- _GOAL OF THE EXERCISE_
Needed from the data below: all lines that contain the word "const".

- _GIVEN RECORDS_

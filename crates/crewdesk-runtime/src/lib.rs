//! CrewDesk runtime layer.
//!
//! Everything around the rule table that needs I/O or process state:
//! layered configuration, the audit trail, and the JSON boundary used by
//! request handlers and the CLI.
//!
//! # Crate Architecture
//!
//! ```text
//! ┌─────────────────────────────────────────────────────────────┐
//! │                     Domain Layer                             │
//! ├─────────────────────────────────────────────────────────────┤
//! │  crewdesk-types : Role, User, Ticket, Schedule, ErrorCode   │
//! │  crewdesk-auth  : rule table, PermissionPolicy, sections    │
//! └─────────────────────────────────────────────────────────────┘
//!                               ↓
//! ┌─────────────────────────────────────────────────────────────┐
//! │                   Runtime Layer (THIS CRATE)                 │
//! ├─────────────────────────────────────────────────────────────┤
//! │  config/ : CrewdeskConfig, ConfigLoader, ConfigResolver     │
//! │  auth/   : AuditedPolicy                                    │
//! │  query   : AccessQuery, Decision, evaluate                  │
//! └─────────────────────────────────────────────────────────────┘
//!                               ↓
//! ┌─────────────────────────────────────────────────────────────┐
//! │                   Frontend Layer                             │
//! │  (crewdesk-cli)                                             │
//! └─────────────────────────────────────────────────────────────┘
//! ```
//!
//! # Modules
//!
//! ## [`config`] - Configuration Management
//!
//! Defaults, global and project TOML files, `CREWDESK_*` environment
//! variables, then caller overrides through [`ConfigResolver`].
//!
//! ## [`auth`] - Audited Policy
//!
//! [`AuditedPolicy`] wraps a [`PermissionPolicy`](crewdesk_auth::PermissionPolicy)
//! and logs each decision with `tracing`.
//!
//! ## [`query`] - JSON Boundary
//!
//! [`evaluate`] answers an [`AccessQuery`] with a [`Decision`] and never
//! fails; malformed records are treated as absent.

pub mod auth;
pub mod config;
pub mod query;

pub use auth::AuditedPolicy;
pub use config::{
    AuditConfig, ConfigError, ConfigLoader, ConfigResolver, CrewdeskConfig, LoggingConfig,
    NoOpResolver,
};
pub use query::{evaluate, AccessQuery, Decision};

* * *

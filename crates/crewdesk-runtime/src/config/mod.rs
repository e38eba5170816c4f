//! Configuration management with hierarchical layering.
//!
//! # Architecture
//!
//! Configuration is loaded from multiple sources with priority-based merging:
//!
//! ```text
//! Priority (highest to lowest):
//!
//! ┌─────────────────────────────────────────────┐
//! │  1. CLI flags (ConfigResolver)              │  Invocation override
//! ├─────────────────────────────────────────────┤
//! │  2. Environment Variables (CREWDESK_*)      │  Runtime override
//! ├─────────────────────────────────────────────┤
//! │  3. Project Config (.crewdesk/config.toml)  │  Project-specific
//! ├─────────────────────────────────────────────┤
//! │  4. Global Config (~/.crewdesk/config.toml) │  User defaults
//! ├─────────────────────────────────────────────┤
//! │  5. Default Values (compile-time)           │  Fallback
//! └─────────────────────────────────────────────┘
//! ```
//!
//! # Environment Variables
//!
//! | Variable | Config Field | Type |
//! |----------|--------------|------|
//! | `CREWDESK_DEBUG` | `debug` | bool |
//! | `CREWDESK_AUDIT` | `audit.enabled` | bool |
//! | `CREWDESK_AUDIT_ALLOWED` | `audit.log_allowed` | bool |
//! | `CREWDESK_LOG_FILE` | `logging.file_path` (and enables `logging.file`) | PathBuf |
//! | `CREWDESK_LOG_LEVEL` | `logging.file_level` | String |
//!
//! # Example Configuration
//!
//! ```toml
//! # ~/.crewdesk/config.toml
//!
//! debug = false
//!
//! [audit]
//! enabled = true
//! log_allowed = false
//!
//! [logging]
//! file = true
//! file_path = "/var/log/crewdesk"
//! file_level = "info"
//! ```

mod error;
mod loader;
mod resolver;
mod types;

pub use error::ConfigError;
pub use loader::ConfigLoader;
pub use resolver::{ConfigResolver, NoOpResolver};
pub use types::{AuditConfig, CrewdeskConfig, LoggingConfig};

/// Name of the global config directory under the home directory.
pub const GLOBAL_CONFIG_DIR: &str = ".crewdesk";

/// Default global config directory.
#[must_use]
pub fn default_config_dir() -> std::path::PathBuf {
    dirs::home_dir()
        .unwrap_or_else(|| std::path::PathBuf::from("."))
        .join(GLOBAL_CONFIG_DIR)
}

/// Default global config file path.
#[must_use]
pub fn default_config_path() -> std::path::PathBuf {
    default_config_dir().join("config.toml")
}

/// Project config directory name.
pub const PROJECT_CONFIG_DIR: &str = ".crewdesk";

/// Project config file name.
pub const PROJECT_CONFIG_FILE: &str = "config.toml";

- _WRITTEN SOLUTION_
pub const GLOBAL_CONFIG_DIR: &str = ".crewdesk";
pub const PROJECT_CONFIG_DIR: &str = ".crewdesk";
pub const PROJECT_CONFIG_FILE: &str = "config.toml";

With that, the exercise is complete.